Et il ajoute : « C’est assez malhonnête de dire que les Français ne pourraient pas produire du bio, alors que la production pourrait aller très vite. »
Les sénateurs sont revenus sur la suppression de l’interdiction de remises et de rabais sur les pesticides et les insecticides. « Ce n’est pas une reculade » assure pourtant Daniel Gremillet, sénateur (LR) des Vosges et vice-président de la commission des affaires économiques. « Au contraire. On est dans un pays où l’on a la chance d’avoir des chercheurs.

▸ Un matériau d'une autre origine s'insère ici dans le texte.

pub mod actions;
pub mod canvas;
pub mod display;
pub mod input;
pub mod setup;

pub use actions::{handle_commands, load_saved_document, poll_exports, PendingExports};
pub use canvas::{redraw_canvas, resize_canvas};
pub use display::sync_window_settings;
pub use input::{canvas_pointer, keyboard_shortcuts};
pub use setup::setup;
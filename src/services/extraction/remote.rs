//! Remote Extraction Service Client
//!
//! HTTP client for the remote task-extraction service, behind a trait so
//! the coordinator can be exercised without network access. The client
//! performs no retries and no backoff: a failed call is surfaced
//! immediately and the caller decides whether to try another strategy.

use async_trait::async_trait;
use serde::{Deserialize, Serialize};
use tracing::{debug, warn};

use crate::utils::error::{excerpt, ExtractError, ExtractResult};

/// Default base URL of the extraction service.
const DEFAULT_BASE_URL: &str = "https://api.tasklens.app/v1";

/// Request payload for the remote service.
#[derive(Debug, Clone, Serialize)]
#[serde(rename_all = "camelCase")]
pub struct RemoteRequest {
    pub text: String,
    pub project_name: String,
    pub language: String,
    pub model: String,
    pub max_tasks: u32,
    pub context: String,
}

/// A task-like object as the service returns it. Field names are
/// tolerated in several spellings; normalization into a `TaskRecord`
/// happens in the coordinator.
#[derive(Debug, Clone, Default, Deserialize)]
pub struct RemoteTask {
    #[serde(default)]
    pub title: Option<String>,
    #[serde(default)]
    pub description: Option<String>,
    #[serde(default, rename = "type", alias = "taskType")]
    pub task_type: Option<String>,
    #[serde(default)]
    pub module: Option<String>,
    #[serde(default)]
    pub summary: Option<String>,
    #[serde(default)]
    pub status: Option<String>,
}

/// Response body from the extraction service.
#[derive(Debug, Clone, Default, Deserialize)]
pub struct RemoteResponse {
    #[serde(default)]
    pub tasks: Vec<RemoteTask>,
    #[serde(default)]
    pub summary: Option<String>,
    #[serde(default)]
    pub model: Option<String>,
    #[serde(default)]
    pub tokens_used: Option<u32>,
    #[serde(default)]
    pub processing_time_ms: Option<u64>,
}

/// Transport to the remote extraction service.
///
/// Tests inject a scripted implementation; production uses
/// [`HttpRemoteExtractor`].
#[async_trait]
pub trait RemoteExtractor: Send + Sync {
    /// Submit text for extraction.
    async fn extract(&self, request: &RemoteRequest) -> ExtractResult<RemoteResponse>;

    /// Check that the service is reachable and accepts the configured
    /// credential.
    async fn health_check(&self) -> ExtractResult<()>;
}

/// Reqwest-backed extraction service client.
pub struct HttpRemoteExtractor {
    api_key: String,
    base_url: String,
    client: reqwest::Client,
}

impl HttpRemoteExtractor {
    /// Create a new client with the given credential and optional base
    /// URL override.
    pub fn new(api_key: String, base_url: Option<String>) -> Self {
        Self {
            api_key,
            base_url: base_url.unwrap_or_else(|| DEFAULT_BASE_URL.to_string()),
            client: reqwest::Client::new(),
        }
    }

    fn endpoint(&self, path: &str) -> String {
        format!("{}/{}", self.base_url.trim_end_matches('/'), path)
    }
}

#[async_trait]
impl RemoteExtractor for HttpRemoteExtractor {
    async fn extract(&self, request: &RemoteRequest) -> ExtractResult<RemoteResponse> {
        let response = self
            .client
            .post(self.endpoint("extract"))
            .header("Authorization", format!("Bearer {}", self.api_key))
            .header("Content-Type", "application/json")
            .json(request)
            .send()
            .await
            .map_err(|e| ExtractError::service_unavailable(e.to_string(), None))?;

        let status = response.status().as_u16();
        let body = response
            .text()
            .await
            .map_err(|e| ExtractError::service_unavailable(e.to_string(), None))?;

        if !(200..300).contains(&status) {
            warn!(status, "remote extractor: service returned non-success");
            return Err(http_status_error(status, &body));
        }

        debug!(bytes = body.len(), "remote extractor: response received");

        serde_json::from_str(&body).map_err(|e| {
            ExtractError::malformed_response(
                format!("failed to parse service response: {}", e),
                &body,
            )
        })
    }

    async fn health_check(&self) -> ExtractResult<()> {
        let response = self
            .client
            .get(self.endpoint("health"))
            .header("Authorization", format!("Bearer {}", self.api_key))
            .send()
            .await
            .map_err(|e| ExtractError::service_unavailable(e.to_string(), None))?;

        let status = response.status().as_u16();
        if !(200..300).contains(&status) {
            let body = response.text().await.unwrap_or_default();
            return Err(http_status_error(status, &body));
        }
        Ok(())
    }
}

/// Map a non-success HTTP status to an engine error.
pub fn http_status_error(status: u16, body: &str) -> ExtractError {
    let reason = match status {
        401 | 403 => "service rejected the configured credential".to_string(),
        429 => "service rate limit exceeded".to_string(),
        500..=599 => "service reported an internal error".to_string(),
        _ => format!("service returned HTTP {}", status),
    };
    ExtractError::service_unavailable(format!("{}: {}", reason, excerpt(body)), Some(status))
}
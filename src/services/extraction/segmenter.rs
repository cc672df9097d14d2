//! Unit Segmenter
//!
//! Splits raw description text into candidate task units. Two passes in
//! priority order: numbered-list markers with sentence re-splitting,
//! then plain newline boundaries. The first pass that yields at least
//! one non-trivial unit wins. Entirely deterministic; the same input
//! always produces the same unit sequence.

use regex::Regex;
use tracing::debug;

/// Minimum trimmed length for sentence-level units (numbered-list pass).
const MIN_SENTENCE_LEN: usize = 10;

/// Minimum trimmed length for line-level units (newline pass).
const MIN_LINE_LEN: usize = 5;

/// A candidate piece of work extracted from input text.
///
/// Created by the segmenter and consumed immediately by the classifiers;
/// never persisted.
#[derive(Debug, Clone, PartialEq, Eq)]
pub struct ExtractionUnit {
    /// Trimmed, non-empty candidate text
    pub text: String,
}

/// Split raw text into candidate task units.
///
/// Ordering follows discovery order in the input; textually identical
/// units are kept, not deduplicated. Zero units is a valid outcome and
/// means "nothing extracted", not an error.
pub fn segment(text: &str) -> Vec<ExtractionUnit> {
    if let Some(marker) = numbered_marker() {
        if marker.is_match(text) {
            let units = segment_numbered(text, &marker);
            if !units.is_empty() {
                debug!(units = units.len(), "segmenter: numbered-list pass");
                return units;
            }
        }
    }

    let units = segment_lines(text);
    debug!(units = units.len(), "segmenter: line pass");
    units
}

/// A leading integer followed by a period at a line start, e.g. "1." or "12."
fn numbered_marker() -> Option<Regex> {
    Regex::new(r"(?m)^\s*\d+\.").ok()
}

/// Split on numbered-list markers, then re-split every chunk on
/// sentence-terminal punctuation.
fn segment_numbered(text: &str, marker: &Regex) -> Vec<ExtractionUnit> {
    marker
        .split(text)
        .flat_map(|chunk| chunk.split(['.', '!', '?']))
        .filter_map(|fragment| retain(fragment, MIN_SENTENCE_LEN))
        .collect()
}

/// Split on newline boundaries. Input without any newline degrades to a
/// single unit covering the whole trimmed text, subject to the same
/// length check.
fn segment_lines(text: &str) -> Vec<ExtractionUnit> {
    text.lines()
        .filter_map(|line| retain(line, MIN_LINE_LEN))
        .collect()
}

/// Keep a fragment only if its trimmed length exceeds the threshold.
/// Discards stray punctuation and empty fragments.
fn retain(fragment: &str, min_len: usize) -> Option<ExtractionUnit> {
    let trimmed = fragment.trim();
    if trimmed.chars().count() > min_len {
        Some(ExtractionUnit {
            text: trimmed.to_string(),
        })
    } else {
        None
    }
}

Il n’appartient pas aux sénateurs ou aux sénatrices de dire : « Ce produit est bon ou il n’est pas bon ». C’est aux scientifiques de nous éclairer (…) Ce n’est pas dans un texte de loi comme celui-ci qu’on décide que telle molécule est bonne ou n’est pas bonne. »
À l’inverse, pour Joël Labbé, sénateur écologiste du Morbihan et membre de la commission des affaires économiques, ce projet de loi assure « complètement insuffisamment » la sécurité sanitaire des consommateurs : « Contrairement à ce que dit Daniel Gremillet, qui dit que ce n’est pas à nous de décider si des molécules sont bonnes ou mauvaises, il y a un moment c’est [de] notre responsabilité. [En] s’appuyant sur la recherche scientifique évidemment (…) On se doit de prendre les mesures qui conviennent. »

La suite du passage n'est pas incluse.